The study presents as a limitation the size of the sample, and it only includes two public institutions in Florianópolis city, not considering other realities in this context. The use of good practices is in line with public policies, which aim at humanization and quality of care, and should be extended to other Brazilian regions in order to implement obstetric experiences.

Contributions to the nursing field

The results demonstrate relevant contributions to nursing, as they corroborate the importance of the adequate staffing of technicians in LDR, while recognizing good practices in labor and delivery, enabling more humanized care, and offering a higher quality of care, identifying the individual needs of each pregnant woman, and empowering them as protagonists of their own birth.


The results of this study revealed the meaning that nursing technicians attribute to the accomplishment of good practices in the care of pregnant women, as well as demonstrate which good care practices are performed by them.

For nursing technicians, the implementation of good practices means performing activities adequately and providing humanized care to the pregnant woman, respecting her autonomy during labor. They have skills and knowledge related to good practices, and according to their statements, they understand the importance, consequences, and indications of good practices that can be performed in the institutions in which they work.
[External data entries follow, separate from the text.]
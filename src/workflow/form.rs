//! Appointment form stage

use chrono::{NaiveDate, NaiveTime};
use serde::{Deserialize, Serialize};
use std::str::FromStr;

use crate::workflow::directory::ProviderDirectory;
use crate::workflow::WorkflowError;

/// Quick time slots offered next to the free time entry
pub const QUICK_TIME_SLOTS: [&str; 6] = ["09:00", "10:00", "11:00", "14:00", "15:00", "16:00"];

/// Editable field of an [`AppointmentRequest`]
#[derive(Debug, Clone, Copy, PartialEq, Eq, Hash, Serialize, Deserialize)]
#[serde(rename_all = "snake_case")]
pub enum FormField {
    Date,
    Time,
    DoctorId,
    Reason,
    Symptoms,
    MedicalHistory,
}

impl FormField {
    pub const ALL: [FormField; 6] = [
        FormField::Date,
        FormField::Time,
        FormField::DoctorId,
        FormField::Reason,
        FormField::Symptoms,
        FormField::MedicalHistory,
    ];

    pub fn label(&self) -> &'static str {
        match self {
            Self::Date => "date",
            Self::Time => "time",
            Self::DoctorId => "doctor",
            Self::Reason => "reason",
            Self::Symptoms => "symptoms",
            Self::MedicalHistory => "medical history",
        }
    }

    pub fn is_required(&self) -> bool {
        matches!(
            self,
            Self::Date | Self::Time | Self::DoctorId | Self::Reason
        )
    }
}

impl FromStr for FormField {
    type Err = String;

    fn from_str(s: &str) -> Result<Self, Self::Err> {
        match s.to_lowercase().replace('-', "_").as_str() {
            "date" => Ok(Self::Date),
            "time" => Ok(Self::Time),
            "doctor" | "doctor_id" => Ok(Self::DoctorId),
            "reason" => Ok(Self::Reason),
            "symptoms" => Ok(Self::Symptoms),
            "history" | "medical_history" => Ok(Self::MedicalHistory),
            other => Err(format!(
                "Unknown field '{}'. Expected one of: date, time, doctor, reason, symptoms, history",
                other
            )),
        }
    }
}

/// A patient's scheduling intent
#[derive(Debug, Clone, Default, PartialEq, Eq, Serialize, Deserialize)]
pub struct AppointmentRequest {
    /// Calendar date, `YYYY-MM-DD`
    pub date: String,
    /// Time of day, `HH:MM`
    pub time: String,
    pub doctor_id: String,
    pub reason: String,
    pub symptoms: String,
    pub medical_history: String,
}

impl AppointmentRequest {
    pub fn get(&self, field: FormField) -> &str {
        match field {
            FormField::Date => &self.date,
            FormField::Time => &self.time,
            FormField::DoctorId => &self.doctor_id,
            FormField::Reason => &self.reason,
            FormField::Symptoms => &self.symptoms,
            FormField::MedicalHistory => &self.medical_history,
        }
    }

    fn slot(&mut self, field: FormField) -> &mut String {
        match field {
            FormField::Date => &mut self.date,
            FormField::Time => &mut self.time,
            FormField::DoctorId => &mut self.doctor_id,
            FormField::Reason => &mut self.reason,
            FormField::Symptoms => &mut self.symptoms,
            FormField::MedicalHistory => &mut self.medical_history,
        }
    }

    /// Fields that block submission, in form order.
    ///
    /// Required fields must be non-blank; date and time must also parse.
    pub fn invalid_fields(&self) -> Vec<FormField> {
        FormField::ALL
            .into_iter()
            .filter(|f| f.is_required())
            .filter(|&f| {
                let value = self.get(f).trim();
                value.is_empty()
                    || match f {
                        FormField::Date => NaiveDate::parse_from_str(value, "%Y-%m-%d").is_err(),
                        FormField::Time => NaiveTime::parse_from_str(value, "%H:%M").is_err(),
                        _ => false,
                    }
            })
            .collect()
    }

    pub fn validate(&self) -> Result<(), WorkflowError> {
        let fields = self.invalid_fields();
        if fields.is_empty() {
            Ok(())
        } else {
            Err(WorkflowError::Validation { fields })
        }
    }
}

/// Form stage state
#[derive(Debug, Default)]
pub struct AppointmentForm {
    request: AppointmentRequest,
}

impl AppointmentForm {
    pub fn new() -> Self {
        Self::default()
    }

    pub fn request(&self) -> &AppointmentRequest {
        &self.request
    }

    /// Set one field. Doctor ids must come from the directory roster.
    pub fn update_field(
        &mut self,
        directory: &dyn ProviderDirectory,
        field: FormField,
        value: &str,
    ) -> Result<(), WorkflowError> {
        let value = value.trim();
        if field == FormField::DoctorId
            && !value.is_empty()
            && directory.find_doctor(value).is_none()
        {
            return Err(WorkflowError::UnknownDoctor(value.to_string()));
        }

        *self.request.slot(field) = value.to_string();
        Ok(())
    }
}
This research provided a picture of the fundamental performance of the nursing technicians to promote the quality of care in a humanized manner, and they should invest in the accomplishment of good practices for the parturients welfare.

Finally, adequate staffing must be accomplished, identifying the adequate number of nursing technicians needed to maintain the quality of care in LDR. Nursing documentation in a more detailed and systematized manner is recommended, aiming at visualizing the performance of nursing care.


The authors thank the Conselho Nacional de Desenvolvimento Científico e Tecnológico (National Council for Scientific and Technological Development) - (CNPq), for financial support, through the Call Notice MCTI/CNPQ/Universal 14/2014. They also thank the Coordenação de Aperfeiçoamento de Pessoal de Nível Superior (Coordination of Improvement of Higher Education Personnel - (CAPES) for the support received.